DANIELE
COMBONI
Man’s
Plan and God’s
Plan
To regenerate
Africa by Africa–this was the aim
of the work of the missionary who set out from Egypt and traveled up the
Nile to the Sudan to proclaim the Gospel. The Combonian presence in those
countries is still a miracle of history today
by Fr Pietro Tiboni
The happy
event of the canonization of Daniele Comboni during the General Chapter of the
Comboni Missionaries stimulates
me to reflect on the meaning of such an event for us and for the world.

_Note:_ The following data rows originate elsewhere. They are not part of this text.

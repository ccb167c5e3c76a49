//! Wake-up → switch-in correlation
//!
//! [`SwitchAnalyzer`] runs once per wake-up and once per context switch, on
//! every CPU. Each call is a short, non-blocking computation; every "nothing to
//! report" case is a [`SwitchOutcome`], never an error.

use crate::group::GroupResolver;
use crate::throttle::Sampler;
use crate::wakeup::WakeupTable;
use crate::{LatencyConfig, LatencyEvent, IDLE_TID, TASK_COMM_LEN, TASK_RUNNING};

/// Identity of one side of a context switch
#[derive(Debug, Clone, Copy, PartialEq, Eq)]
pub struct TaskInfo {
    /// Process ID (TGID)
    pub pid: u32,
    /// Thread ID
    pub tid: u32,
    /// Thread name, NUL-padded
    pub comm: [u8; TASK_COMM_LEN],
}

/// A context switch as seen on one CPU
#[derive(Debug, Clone, Copy, PartialEq, Eq)]
pub struct SchedSwitch {
    /// Task leaving the CPU
    pub prev: TaskInfo,
    /// Scheduler state of `prev` at switch-out (`TASK_RUNNING` = preempted)
    pub prev_state: i64,
    /// Task entering the CPU
    pub next: TaskInfo,
    /// CPU the switch happened on
    pub cpu: u32,
    /// Monotonic timestamp of the switch (nanoseconds)
    pub now_ns: u64,
}

/// What a switch event turned into
#[derive(Debug, Clone, Copy, PartialEq, Eq)]
pub enum SwitchOutcome {
    /// One side of the switch was the idle task
    Idle,
    /// The incoming thread had no outstanding wake-up
    NoWakeup,
    /// The wake-up was consumed but the event was not sampled
    Throttled,
    /// Sampled, but the delay was under the reporting threshold
    BelowThreshold { delay_ns: u64 },
    /// A record was handed to the sink
    Emitted { delay_ns: u64, preempted: bool },
}

/// Best-effort output for latency records
///
/// Must never block. A full transport drops the record and accounts for it in
/// aggregate only.
pub trait EventSink {
    fn emit(&self, event: &LatencyEvent);
}

impl<E: EventSink + ?Sized> EventSink for &E {
    fn emit(&self, event: &LatencyEvent) {
        (**self).emit(event);
    }
}

/// Correlates wake-ups with switch-ins and emits the interesting delays
pub struct SwitchAnalyzer<W, S, G, E> {
    wakeups: W,
    sampler: S,
    groups: G,
    sink: E,
    threshold_ns: u64,
}

impl<W, S, G, E> SwitchAnalyzer<W, S, G, E>
where
    W: WakeupTable,
    S: Sampler,
    G: GroupResolver,
    E: EventSink,
{
    pub fn new(config: &LatencyConfig, wakeups: W, sampler: S, groups: G, sink: E) -> Self {
        Self { wakeups, sampler, groups, sink, threshold_ns: config.threshold_ns }
    }

    /// Handle `sched_wakeup` / `sched_wakeup_new`
    #[inline(always)]
    pub fn on_wakeup(&self, tid: u32, now_ns: u64) {
        self.wakeups.record_wakeup(tid, now_ns);
    }

    /// Handle `sched_switch`
    ///
    /// The wake-up entry is consumed before the sampling decision, so a
    /// throttled event is lost rather than re-measured later from a stale
    /// timestamp. The threshold is applied after sampling.
    #[inline(always)]
    pub fn on_switch(&self, switch: &SchedSwitch) -> SwitchOutcome {
        if switch.prev.tid == IDLE_TID || switch.next.tid == IDLE_TID {
            return SwitchOutcome::Idle;
        }

        let Some(wake_ts) = self.wakeups.take_wakeup(switch.next.tid) else {
            return SwitchOutcome::NoWakeup;
        };

        let delay_ns = switch.now_ns.saturating_sub(wake_ts);

        if !self.sampler.should_sample(switch.now_ns, switch.cpu) {
            return SwitchOutcome::Throttled;
        }

        if delay_ns < self.threshold_ns {
            return SwitchOutcome::BelowThreshold { delay_ns };
        }

        let prev_cgroup_id = self.groups.resolve_group_id(&switch.prev);
        let cgroup_id = self.groups.resolve_group_id(&switch.next);

        let preempted = switch.prev_state == TASK_RUNNING;
        let (preempted_pid, preempted_comm) =
            if preempted { (switch.prev.pid, switch.prev.comm) } else { (0, [0u8; TASK_COMM_LEN]) };

        let event = LatencyEvent {
            pid: switch.next.pid,
            tid: switch.next.tid,
            delay_ns,
            ts: switch.now_ns,
            cgroup_id,
            prev_cgroup_id,
            preempted_pid,
            is_preempt: u32::from(preempted),
            comm: switch.next.comm,
            preempted_comm,
        };
        self.sink.emit(&event);

        SwitchOutcome::Emitted { delay_ns, preempted }
    }

    pub fn wakeups(&self) -> &W {
        &self.wakeups
    }

    pub fn groups(&self) -> &G {
        &self.groups
    }

    pub fn sink(&self) -> &E {
        &self.sink
    }

    pub fn threshold_ns(&self) -> u64 {
        self.threshold_ns
    }
}

#[cfg(test)]
mod tests {
    use super::*;
    use crate::comm_from_bytes;
    use crate::throttle::tests::{Fixed, MapClock};
    use crate::throttle::ThrottleGate;
    use crate::wakeup::tests::MapTable;
    use crate::{TASK_INTERRUPTIBLE, TASK_UNINTERRUPTIBLE};
    use std::cell::RefCell;

    struct Always(bool);

    impl Sampler for Always {
        fn should_sample(&self, _now: u64, _cpu: u32) -> bool {
            self.0
        }
    }

    /// Group id = tid * 100
    struct TidGroups;

    impl GroupResolver for TidGroups {
        fn resolve_group_id(&self, task: &TaskInfo) -> u64 {
            u64::from(task.tid) * 100
        }
    }

    #[derive(Default)]
    struct Capture(RefCell<Vec<LatencyEvent>>);

    impl EventSink for Capture {
        fn emit(&self, event: &LatencyEvent) {
            self.0.borrow_mut().push(*event);
        }
    }

    fn task(pid: u32, tid: u32, name: &str) -> TaskInfo {
        TaskInfo { pid, tid, comm: comm_from_bytes(name.as_bytes()) }
    }

    fn switch(prev: TaskInfo, prev_state: i64, next: TaskInfo, now_ns: u64) -> SchedSwitch {
        SchedSwitch { prev, prev_state, next, cpu: 0, now_ns }
    }

    fn analyzer(keep: bool) -> SwitchAnalyzer<MapTable, Always, TidGroups, Capture> {
        SwitchAnalyzer::new(
            &LatencyConfig::default(),
            MapTable::default(),
            Always(keep),
            TidGroups,
            Capture::default(),
        )
    }

    #[test]
    fn test_blocked_prev_emits_without_preemption() {
        let a = analyzer(true);
        a.on_wakeup(42, 1_000_000);

        let outcome = a.on_switch(&switch(
            task(7, 7, "kworker"),
            TASK_INTERRUPTIBLE,
            task(40, 42, "worker"),
            3_000_000,
        ));
        assert_eq!(outcome, SwitchOutcome::Emitted { delay_ns: 2_000_000, preempted: false });

        let events = a.sink().0.borrow();
        assert_eq!(events.len(), 1);
        let ev = events[0];
        assert_eq!(ev.pid, 40);
        assert_eq!(ev.tid, 42);
        assert_eq!(ev.delay_ns, 2_000_000);
        assert_eq!(ev.ts, 3_000_000);
        assert_eq!(ev.is_preempt, 0);
        assert_eq!(ev.preempted_pid, 0);
        assert_eq!(ev.preempted_comm, [0u8; TASK_COMM_LEN]);
        assert_eq!(ev.comm_str(), "worker");
        assert_eq!(ev.cgroup_id, 4_200);
        assert_eq!(ev.prev_cgroup_id, 700);
    }

    #[test]
    fn test_sub_threshold_delay_not_emitted() {
        let a = analyzer(true);
        a.on_wakeup(42, 1_000_000);

        let outcome =
            a.on_switch(&switch(task(7, 7, "spin"), TASK_RUNNING, task(42, 42, "w"), 1_500_000));
        assert_eq!(outcome, SwitchOutcome::BelowThreshold { delay_ns: 500_000 });
        assert!(a.sink().0.borrow().is_empty());
    }

    #[test]
    fn test_no_prior_wakeup_not_emitted() {
        let a = analyzer(true);
        let outcome =
            a.on_switch(&switch(task(7, 7, "a"), TASK_RUNNING, task(99, 99, "b"), 9_000_000));
        assert_eq!(outcome, SwitchOutcome::NoWakeup);
        assert!(a.sink().0.borrow().is_empty());
    }

    #[test]
    fn test_runnable_prev_marks_preemption() {
        let a = analyzer(true);
        a.on_wakeup(5, 0);

        let outcome =
            a.on_switch(&switch(task(3, 3, "hog"), TASK_RUNNING, task(5, 5, "victim"), 2_000_000));
        assert_eq!(outcome, SwitchOutcome::Emitted { delay_ns: 2_000_000, preempted: true });

        let ev = a.sink().0.borrow()[0];
        assert!(ev.is_preemption());
        assert_eq!(ev.preempted_pid, 3);
        assert_eq!(ev.preempted_comm_str(), "hog");
    }

    #[test]
    fn test_uninterruptible_prev_is_not_preemption() {
        let a = analyzer(true);
        a.on_wakeup(5, 0);
        let outcome = a.on_switch(&switch(
            task(3, 3, "io"),
            TASK_UNINTERRUPTIBLE,
            task(5, 5, "w"),
            2_000_000,
        ));
        assert_eq!(outcome, SwitchOutcome::Emitted { delay_ns: 2_000_000, preempted: false });
    }

    #[test]
    fn test_idle_transitions_ignored_and_keep_wakeup() {
        let a = analyzer(true);
        a.on_wakeup(42, 0);

        let idle = task(0, IDLE_TID, "swapper/0");
        let outcome = a.on_switch(&switch(idle, TASK_RUNNING, task(42, 42, "w"), 5_000_000));
        assert_eq!(outcome, SwitchOutcome::Idle);
        assert_eq!(a.wakeups().0.borrow().get(&42), Some(&0));

        let outcome = a.on_switch(&switch(task(42, 42, "w"), TASK_RUNNING, idle, 5_000_000));
        assert_eq!(outcome, SwitchOutcome::Idle);
    }

    #[test]
    fn test_throttled_event_consumes_wakeup() {
        let a = analyzer(false);
        a.on_wakeup(42, 0);

        let sw = switch(task(7, 7, "a"), TASK_RUNNING, task(42, 42, "w"), 5_000_000);
        assert_eq!(a.on_switch(&sw), SwitchOutcome::Throttled);
        assert_eq!(a.on_switch(&sw), SwitchOutcome::NoWakeup);
        assert!(a.sink().0.borrow().is_empty());
    }

    #[test]
    fn test_threshold_boundary_is_inclusive() {
        let a = analyzer(true);
        a.on_wakeup(42, 0);
        let outcome = a.on_switch(&switch(
            task(7, 7, "a"),
            TASK_INTERRUPTIBLE,
            task(42, 42, "w"),
            a.threshold_ns(),
        ));
        assert!(matches!(outcome, SwitchOutcome::Emitted { .. }));
    }

    #[test]
    fn test_with_real_gate_first_switch_per_cpu_is_sampled() {
        let gate = ThrottleGate::new(&LatencyConfig::default(), MapClock::default(), Fixed(1));
        let a = SwitchAnalyzer::new(
            &LatencyConfig::default(),
            MapTable::default(),
            gate,
            TidGroups,
            Capture::default(),
        );

        a.on_wakeup(42, 1_000_000);
        a.on_wakeup(43, 1_000_000);
        let first =
            a.on_switch(&switch(task(7, 7, "a"), TASK_INTERRUPTIBLE, task(42, 42, "w"), 3_000_000));
        let second = a.on_switch(&switch(
            task(42, 42, "w"),
            TASK_INTERRUPTIBLE,
            task(43, 43, "x"),
            3_100_000,
        ));

        assert!(matches!(first, SwitchOutcome::Emitted { .. }));
        assert_eq!(second, SwitchOutcome::Throttled);
    }
}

This event was greatly favored by the miracle worked by Comboni to
accelerate the process and also to give the historical dimension of his
charism. For he, answering the prayers of the Comboni Sisters in Khartoum
and of Muslim relatives, performed the miracle of the astonishing and
exceptional healing of Lubna Abdel Aziz, a Muslim and the mother of five
children. This miracle is in keeping with Comboni’s style while he
was alive. His prodigious deeds were recounted even then, like the healing
of an epileptic Muslim girl and the welling forth of water in the desert
before the astonished eyes of camel drivers who were dying of thirst. Thus,
it is no surprise that Muslims, too, venerated the Bishop of the Sudan as
a man of God, and that the governor, Rauf Pasha, wrote to him, “The
Sudan was afflicted by a terrible drought, and I have no doubt that your
prayers obtained the beneficent rain of heaven pouring down on this
country.”
Strategy for Africa
In his “Plan for the Regeneration of Africa by
Africa,” Comboni presented a strategy that engaged the Church and her
institutions in establishing a number of educational centers all around
Africa that were totally catholic, i.e., global in form and spirit. These
establishments are places where the European does not succumb and the
African is not alienated and made unfit for mission. In accordance with his
Plan, Comboni founded the two Comboni Institutes in Verona, one for men
that includes priests and laymen, and one for women, and then the two
institutes in Cairo for African children.
Comparing these
small, humble achievements with the grandeur of Comboni’s Plan and with his enormous work, the Latin
motto comes to mind, “Parturiunt montes et
nascetur ridiculus mus,” “The
mountains labored and brought forth a mouse.” But it is just this
mouse that is the realization of God’s plan, a real and concrete one
compared to Comboni’s utopian Plan.
The Muslim conquest
The Plan’s strategy had as a result the fact that
for five years none of Comboni’s missionaries died, but this strategy
was soon abandoned, and Comboni moved with his missionaries from Egypt
towards the Sudan, aspiring more and more to go up the Nile to Uganda.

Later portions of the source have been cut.